*Exercise input*:

= = = = =

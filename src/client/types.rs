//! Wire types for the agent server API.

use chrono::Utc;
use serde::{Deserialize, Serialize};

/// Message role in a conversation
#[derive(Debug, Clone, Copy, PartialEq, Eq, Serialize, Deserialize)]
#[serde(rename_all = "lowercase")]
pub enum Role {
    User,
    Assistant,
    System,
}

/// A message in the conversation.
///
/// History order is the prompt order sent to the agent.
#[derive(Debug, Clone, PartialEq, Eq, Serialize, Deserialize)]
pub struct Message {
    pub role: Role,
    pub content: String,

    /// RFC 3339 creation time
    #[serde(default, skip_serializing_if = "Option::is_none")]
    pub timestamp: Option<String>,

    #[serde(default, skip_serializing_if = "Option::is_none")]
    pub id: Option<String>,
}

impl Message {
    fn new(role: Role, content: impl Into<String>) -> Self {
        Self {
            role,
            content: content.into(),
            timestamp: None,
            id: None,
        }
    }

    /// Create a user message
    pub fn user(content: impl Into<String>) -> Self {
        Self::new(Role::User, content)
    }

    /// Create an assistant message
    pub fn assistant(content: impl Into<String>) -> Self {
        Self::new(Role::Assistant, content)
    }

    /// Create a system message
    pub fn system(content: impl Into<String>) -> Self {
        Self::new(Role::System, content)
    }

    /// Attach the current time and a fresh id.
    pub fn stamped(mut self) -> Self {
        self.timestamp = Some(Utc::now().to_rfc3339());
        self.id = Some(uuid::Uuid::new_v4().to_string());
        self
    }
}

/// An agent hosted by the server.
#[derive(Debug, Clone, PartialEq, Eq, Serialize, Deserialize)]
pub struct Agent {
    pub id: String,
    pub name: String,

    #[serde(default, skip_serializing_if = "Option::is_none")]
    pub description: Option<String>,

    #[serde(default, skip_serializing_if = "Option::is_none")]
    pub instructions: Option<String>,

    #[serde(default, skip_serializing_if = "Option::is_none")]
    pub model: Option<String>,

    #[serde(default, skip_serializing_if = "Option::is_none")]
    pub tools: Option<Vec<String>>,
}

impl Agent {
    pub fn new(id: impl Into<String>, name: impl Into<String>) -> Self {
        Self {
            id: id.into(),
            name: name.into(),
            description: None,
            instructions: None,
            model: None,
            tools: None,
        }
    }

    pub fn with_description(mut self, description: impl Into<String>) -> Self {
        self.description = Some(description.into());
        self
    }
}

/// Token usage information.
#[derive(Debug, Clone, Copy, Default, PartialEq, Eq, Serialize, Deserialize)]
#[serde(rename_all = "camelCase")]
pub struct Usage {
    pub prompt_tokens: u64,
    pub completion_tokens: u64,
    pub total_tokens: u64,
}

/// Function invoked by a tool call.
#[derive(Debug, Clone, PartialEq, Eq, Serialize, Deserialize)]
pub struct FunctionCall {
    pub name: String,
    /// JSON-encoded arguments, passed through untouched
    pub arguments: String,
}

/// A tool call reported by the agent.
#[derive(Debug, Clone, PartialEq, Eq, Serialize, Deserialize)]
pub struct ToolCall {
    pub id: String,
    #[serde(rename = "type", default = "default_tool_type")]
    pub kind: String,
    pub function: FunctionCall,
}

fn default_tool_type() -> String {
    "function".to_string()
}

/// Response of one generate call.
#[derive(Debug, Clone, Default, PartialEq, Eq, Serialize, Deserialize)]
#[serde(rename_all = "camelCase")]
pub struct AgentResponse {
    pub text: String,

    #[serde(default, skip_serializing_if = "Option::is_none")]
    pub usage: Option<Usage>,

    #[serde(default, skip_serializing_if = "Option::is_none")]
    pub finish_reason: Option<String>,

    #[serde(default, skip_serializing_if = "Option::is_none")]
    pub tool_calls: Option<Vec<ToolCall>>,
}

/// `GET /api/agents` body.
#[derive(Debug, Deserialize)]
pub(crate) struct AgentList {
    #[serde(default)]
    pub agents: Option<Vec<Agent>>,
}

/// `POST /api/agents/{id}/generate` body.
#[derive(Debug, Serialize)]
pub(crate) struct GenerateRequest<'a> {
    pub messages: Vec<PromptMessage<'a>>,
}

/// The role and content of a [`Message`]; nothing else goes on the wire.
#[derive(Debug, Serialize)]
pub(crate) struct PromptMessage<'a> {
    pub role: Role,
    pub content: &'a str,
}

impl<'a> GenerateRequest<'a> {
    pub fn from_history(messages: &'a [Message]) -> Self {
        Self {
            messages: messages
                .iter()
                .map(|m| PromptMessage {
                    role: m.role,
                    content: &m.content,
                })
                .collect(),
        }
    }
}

= = = = =

*Activity*: Extract the lines of the preceding material that run from the line with "pub struct AgentResponse" through the line with "#[serde(default)]", inclusive, reproducing them exactly and adding nothing.

*Expected answer*:
pub struct AgentResponse {
    pub text: String,

    #[serde(default, skip_serializing_if = "Option::is_none")]
    pub usage: Option<Usage>,

    #[serde(default, skip_serializing_if = "Option::is_none")]
    pub finish_reason: Option<String>,

    #[serde(default, skip_serializing_if = "Option::is_none")]
    pub tool_calls: Option<Vec<ToolCall>>,
}

/// `GET /api/agents` body.
#[derive(Debug, Deserialize)]
pub(crate) struct AgentList {
    #[serde(default)]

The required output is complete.